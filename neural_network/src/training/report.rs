use std::time::Duration;

/// The outcome of a single training epoch.
#[derive(Debug, Clone, PartialEq)]
pub struct EpochReport {
    pub epoch: usize,
    /// The mean cost of the samples trained on.
    pub cost: f32,
    pub accuracy: Option<f32>,
    /// The amount of samples skipped because of an error.
    pub skipped: usize,
    pub elapsed: Duration,
}

/// The outcome of a call to `Network::train`.
#[derive(Debug, Clone, Default, PartialEq)]
pub struct TrainReport {
    pub epochs: Vec<EpochReport>,
    pub elapsed: Duration,
}

impl TrainReport {
    pub fn final_cost(&self) -> Option<f32> {
        self.epochs.last().map(|epoch| epoch.cost)
    }

    pub fn final_accuracy(&self) -> Option<f32> {
        self.epochs.last().and_then(|epoch| epoch.accuracy)
    }
}
use std::{num::NonZeroUsize, path::PathBuf};

use crate::{arch::cost::Cost, dataset::Dataset, optimization::Optimizer};

/// Everything `Network::train` needs to know.
#[derive(Debug, Clone)]
pub struct TrainDesc<'a, O: Optimizer> {
    pub epochs: NonZeroUsize,
    pub batch_size: NonZeroUsize,
    pub num_threads: NonZeroUsize,
    pub cost: Cost,
    pub optimizer: O,
    /// Save a checkpoint every this many epochs, `0` disables checkpointing.
    pub save_interval: usize,
    /// The prefix of the checkpoint files, followed by the zero padded checkpoint number.
    pub save_path: PathBuf,
    pub train: &'a Dataset,
    /// Whether to measure the accuracy on `test` after every epoch.
    pub accuracy_test: bool,
    pub test: Option<&'a Dataset>,
    /// The seed of the training generators, `None` to draw one from the operating system.
    pub seed: Option<u64>,
    /// Whether to visit the training samples in a new random order every epoch.
    pub shuffle: bool,
}

impl<'a, O: Optimizer> TrainDesc<'a, O> {
    /// Creates a new `TrainDesc` running a single epoch of single sample batches on one thread,
    /// without checkpoints nor accuracy tests.
    ///
    /// # Arguments
    /// * `train` - The training samples.
    /// * `cost` - The cost function to minimize.
    /// * `optimizer` - The optimizer updating the parameters after every batch.
    pub fn new(train: &'a Dataset, cost: Cost, optimizer: O) -> Self {
        Self {
            epochs: NonZeroUsize::MIN,
            batch_size: NonZeroUsize::MIN,
            num_threads: NonZeroUsize::MIN,
            cost,
            optimizer,
            save_interval: 0,
            save_path: PathBuf::from("checkpoint_"),
            train,
            accuracy_test: false,
            test: None,
            seed: None,
            shuffle: false,
        }
    }
}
────────────────
Please give back exactly the lines of this listing beginning at the line with "needs to know." and ending with the line with "pub test: Option<&'a", both included, and nothing else.

_EXERCISE ANSWER:_
/// Everything `Network::train` needs to know.
#[derive(Debug, Clone)]
pub struct TrainDesc<'a, O: Optimizer> {
    pub epochs: NonZeroUsize,
    pub batch_size: NonZeroUsize,
    pub num_threads: NonZeroUsize,
    pub cost: Cost,
    pub optimizer: O,
    /// Save a checkpoint every this many epochs, `0` disables checkpointing.
    pub save_interval: usize,
    /// The prefix of the checkpoint files, followed by the zero padded checkpoint number.
    pub save_path: PathBuf,
    pub train: &'a Dataset,
    /// Whether to measure the accuracy on `test` after every epoch.
    pub accuracy_test: bool,
    pub test: Option<&'a Dataset>,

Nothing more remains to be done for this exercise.